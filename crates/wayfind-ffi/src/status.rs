//! C-compatible status codes.
//!
//! [`WayfindPlanStatus`] mirrors [`PlanStatus`] value for value, so a code
//! can double as a process exit code. `1` is never used. Panics caught at
//! the boundary get their own negative code.

use std::ffi::CStr;

use wayfind_core::{PlanError, PlanStatus};

/// Status returned by [`wayfind_plan`](crate::plan::wayfind_plan).
///
/// Values are ABI-stable.
#[repr(i32)]
#[derive(Clone, Copy, Debug, PartialEq, Eq)]
pub enum WayfindPlanStatus {
    /// A path was found (possibly truncated to the caller's buffer).
    Ok = 0,
    /// The goal is unreachable.
    NoPath = 2,
    /// Start or goal is on a blocked cell.
    InvalidArg = 3,
    /// Start or goal is outside the grid.
    OutOfBounds = 4,
    /// Null occupancy, non-positive dimensions, bad values, or a null
    /// length pointer.
    MapError = 5,
    /// A Rust panic was caught at the boundary.
    Panicked = -128,
}

impl WayfindPlanStatus {
    /// Map a raw code back to a status.
    pub fn from_code(code: i32) -> Option<Self> {
        match code {
            0 => Some(Self::Ok),
            2 => Some(Self::NoPath),
            3 => Some(Self::InvalidArg),
            4 => Some(Self::OutOfBounds),
            5 => Some(Self::MapError),
            -128 => Some(Self::Panicked),
            _ => None,
        }
    }

    /// Static NUL-terminated name.
    pub fn name(self) -> &'static CStr {
        match self {
            Self::Ok => c"ok",
            Self::NoPath => c"no_path",
            Self::InvalidArg => c"invalid_arg",
            Self::OutOfBounds => c"out_of_bounds",
            Self::MapError => c"map_error",
            Self::Panicked => c"panicked",
        }
    }
}

impl From<PlanStatus> for WayfindPlanStatus {
    fn from(s: PlanStatus) -> Self {
        match s {
            PlanStatus::Ok => Self::Ok,
            PlanStatus::NoPath => Self::NoPath,
            PlanStatus::InvalidArg => Self::InvalidArg,
            PlanStatus::OutOfBounds => Self::OutOfBounds,
            PlanStatus::MapError => Self::MapError,
        }
    }
}

impl From<&PlanError> for WayfindPlanStatus {
    fn from(e: &PlanError) -> Self {
        e.status().into()
    }
}
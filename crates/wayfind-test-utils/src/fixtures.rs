//! Grid fixtures.

use rand::{Rng, SeedableRng};
use rand_chacha::ChaCha8Rng;
use wayfind_core::Cell;
use wayfind_grid::Grid;

/// Occupancy written for `.` and for open cells of [`random_grid`].
pub const FREE: u8 = 0;
/// Occupancy written for `#` and for obstacles of [`random_grid`].
pub const BLOCKED: u8 = 100;

/// Build a grid from a picture, one text line per row.
///
/// `.` is free, `#` is fully blocked, and a digit `d` is occupancy
/// `d * 10`. Leading and trailing whitespace on each line is ignored, as
/// are blank lines.
///
/// ```
/// let g = wayfind_test_utils::grid_from_ascii(
///     "
///     ..#
///     .5.
///     ",
/// );
/// assert_eq!(g.occupancy(), &[0, 0, 100, 0, 50, 0]);
/// ```
///
/// # Panics
///
/// On ragged rows, unknown characters, or an empty picture.
pub fn grid_from_ascii(picture: &str) -> Grid {
    let rows: Vec<&str> = picture
        .lines()
        .map(str::trim)
        .filter(|l| !l.is_empty())
        .collect();
    assert!(!rows.is_empty(), "empty grid picture");
    let cols = rows[0].chars().count();
    let mut occupancy = Vec::with_capacity(rows.len() * cols);
    for (r, line) in rows.iter().enumerate() {
        assert_eq!(
            line.chars().count(),
            cols,
            "row {r} has a different width than row 0"
        );
        for ch in line.chars() {
            let v = match ch {
                '.' => FREE,
                '#' => BLOCKED,
                d @ '0'..='9' => (d as u8 - b'0') * 10,
                other => panic!("unknown grid character {other:?} in row {r}"),
            };
            occupancy.push(v);
        }
    }
    Grid::new(rows.len(), cols, occupancy).expect("picture produced an invalid grid")
}

/// A `rows x cols` grid where each cell is independently [`BLOCKED`] with
/// probability `density`, reproducible from `seed`.
pub fn random_grid(rows: usize, cols: usize, density: f64, seed: u64) -> Grid {
    let mut rng = ChaCha8Rng::seed_from_u64(seed);
    let density = density.clamp(0.0, 1.0);
    let occupancy = (0..rows * cols)
        .map(|_| if rng.gen_bool(density) { BLOCKED } else { FREE })
        .collect();
    Grid::new(rows, cols, occupancy).expect("random grid dimensions must be positive")
}

/// A uniformly chosen cell with occupancy below `block_threshold`,
/// reproducible from `seed`, or `None` when every cell is blocked.
pub fn random_free_cell(grid: &Grid, block_threshold: i32, seed: u64) -> Option<Cell> {
    let mut rng = ChaCha8Rng::seed_from_u64(seed);
    let free: Vec<usize> = grid
        .occupancy()
        .iter()
        .enumerate()
        .filter(|&(_, &v)| i32::from(v) < block_threshold)
        .map(|(i, _)| i)
        .collect();
    if free.is_empty() {
        return None;
    }
    Some(grid.cell_at(free[rng.gen_range(0..free.len())]))
}
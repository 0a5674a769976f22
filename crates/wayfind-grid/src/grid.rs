//! Row-major occupancy grid.

use wayfind_core::{Cell, GridError};

use crate::meta::MapMeta;

/// Largest legal occupancy value.
pub const MAX_OCCUPANCY: u8 = 100;

/// A two-dimensional occupancy field.
///
/// Cell `(row, col)` lives at index `row * cols + col`. Values range from
/// `0` (free) to `100` (fully occupied); what counts as impassable is a
/// property of the search configuration, not of the grid.
///
/// [`Grid::new`] enforces the structural invariants. [`Grid::from_raw_parts`]
/// skips them so that foreign or hand-assembled data can be handed to the
/// planner as-is; the planner re-checks with [`validate`](Grid::validate)
/// and reports `MapError` for malformed input.
///
/// # Examples
///
/// ```
/// use wayfind_core::Cell;
/// use wayfind_grid::Grid;
///
/// let grid = Grid::new(2, 3, vec![0, 0, 100, 0, 50, 0]).unwrap();
/// assert!(grid.in_bounds(Cell::new(1, 2)));
/// assert!(!grid.in_bounds(Cell::new(2, 0)));
/// assert_eq!(grid.occupancy_at(Cell::new(0, 2)), Ok(100));
/// ```
#[derive(Clone, Debug, PartialEq)]
pub struct Grid {
    rows: usize,
    cols: usize,
    occupancy: Vec<u8>,
    meta: Option<MapMeta>,
}

impl Grid {
    /// Build a grid, checking dimensions, buffer length, and value range.
    pub fn new(rows: usize, cols: usize, occupancy: Vec<u8>) -> Result<Self, GridError> {
        let grid = Self::from_raw_parts(rows, cols, occupancy);
        grid.validate()?;
        Ok(grid)
    }

    /// Build a grid of `rows * cols` free cells.
    pub fn free(rows: usize, cols: usize) -> Result<Self, GridError> {
        Self::new(rows, cols, vec![0; rows.saturating_mul(cols)])
    }

    /// Build a grid from signed values, as received across a foreign
    /// boundary. Negative dimensions and values outside `[0, 100]` are
    /// rejected.
    pub fn from_signed(rows: i32, cols: i32, values: &[i32]) -> Result<Self, GridError> {
        if rows <= 0 || cols <= 0 {
            return Err(GridError::InvalidDimensions {
                rows: rows.into(),
                cols: cols.into(),
            });
        }
        let (rows, cols) = (rows as usize, cols as usize);
        let expected = rows * cols;
        if values.len() != expected {
            return Err(GridError::DimensionMismatch {
                expected,
                actual: values.len(),
            });
        }
        let mut occupancy = Vec::with_capacity(expected);
        for (index, &v) in values.iter().enumerate() {
            match u8::try_from(v) {
                Ok(b) if b <= MAX_OCCUPANCY => occupancy.push(b),
                _ => {
                    return Err(GridError::ValueOutOfRange {
                        index,
                        value: v.into(),
                    })
                }
            }
        }
        Ok(Self::from_raw_parts(rows, cols, occupancy))
    }

    /// Assemble a grid without checking any invariant.
    pub fn from_raw_parts(rows: usize, cols: usize, occupancy: Vec<u8>) -> Self {
        Self {
            rows,
            cols,
            occupancy,
            meta: None,
        }
    }

    /// Attach world-coordinate metadata.
    pub fn with_meta(mut self, meta: MapMeta) -> Self {
        self.meta = Some(meta);
        self
    }

    /// Check the structural invariants: positive dimensions,
    /// `occupancy.len() == rows * cols`, every value in `[0, 100]`.
    pub fn validate(&self) -> Result<(), GridError> {
        if self.rows == 0 || self.cols == 0 {
            return Err(GridError::InvalidDimensions {
                rows: self.rows as i64,
                cols: self.cols as i64,
            });
        }
        let expected = self
            .rows
            .checked_mul(self.cols)
            .ok_or(GridError::InvalidDimensions {
                rows: self.rows as i64,
                cols: self.cols as i64,
            })?;
        if self.occupancy.len() != expected {
            return Err(GridError::DimensionMismatch {
                expected,
                actual: self.occupancy.len(),
            });
        }
        if let Some(index) = self.occupancy.iter().position(|&v| v > MAX_OCCUPANCY) {
            return Err(GridError::ValueOutOfRange {
                index,
                value: self.occupancy[index].into(),
            });
        }
        Ok(())
    }

    /// Number of rows.
    pub fn rows(&self) -> usize {
        self.rows
    }

    /// Number of columns.
    pub fn cols(&self) -> usize {
        self.cols
    }

    /// `rows * cols`.
    pub fn cell_count(&self) -> usize {
        self.rows * self.cols
    }

    /// Raw row-major occupancy values.
    pub fn occupancy(&self) -> &[u8] {
        &self.occupancy
    }

    /// World-coordinate metadata, if any was attached.
    pub fn meta(&self) -> Option<&MapMeta> {
        self.meta.as_ref()
    }

    /// `true` iff `0 <= row < rows` and `0 <= col < cols`.
    pub fn in_bounds(&self, cell: Cell) -> bool {
        cell.row >= 0
            && cell.col >= 0
            && (cell.row as usize) < self.rows
            && (cell.col as usize) < self.cols
    }

    /// Row-major index of `cell`, or `None` when out of bounds.
    pub fn index_of(&self, cell: Cell) -> Option<usize> {
        if self.in_bounds(cell) {
            Some(cell.row as usize * self.cols + cell.col as usize)
        } else {
            None
        }
    }

    /// Inverse of [`index_of`](Self::index_of).
    pub fn cell_at(&self, index: usize) -> Cell {
        Cell::new((index / self.cols) as i32, (index % self.cols) as i32)
    }

    /// Occupancy of `cell`.
    ///
    /// Returns `Err(GridError::CellOutOfBounds)` when `cell` is outside
    /// the grid; callers are expected to check [`in_bounds`](Self::in_bounds)
    /// first.
    pub fn occupancy_at(&self, cell: Cell) -> Result<u8, GridError> {
        self.index_of(cell)
            .and_then(|i| self.occupancy.get(i).copied())
            .ok_or(GridError::CellOutOfBounds {
                cell,
                rows: self.rows,
                cols: self.cols,
            })
    }

    /// `true` iff `cell` is in bounds and its occupancy is below
    /// `block_threshold`.
    pub fn is_free(&self, cell: Cell, block_threshold: i32) -> bool {
        self.index_of(cell)
            .and_then(|i| self.occupancy.get(i))
            .is_some_and(|&v| i32::from(v) < block_threshold)
    }
}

━━━

(Instructions to follow): All lines with the word "when" should be copied from the material above.

(Task result):
/// reproducible from `seed`, or `None` when every cell is blocked.
    /// Row-major index of `cell`, or `None` when out of bounds.
    /// Returns `Err(GridError::CellOutOfBounds)` when `cell` is outside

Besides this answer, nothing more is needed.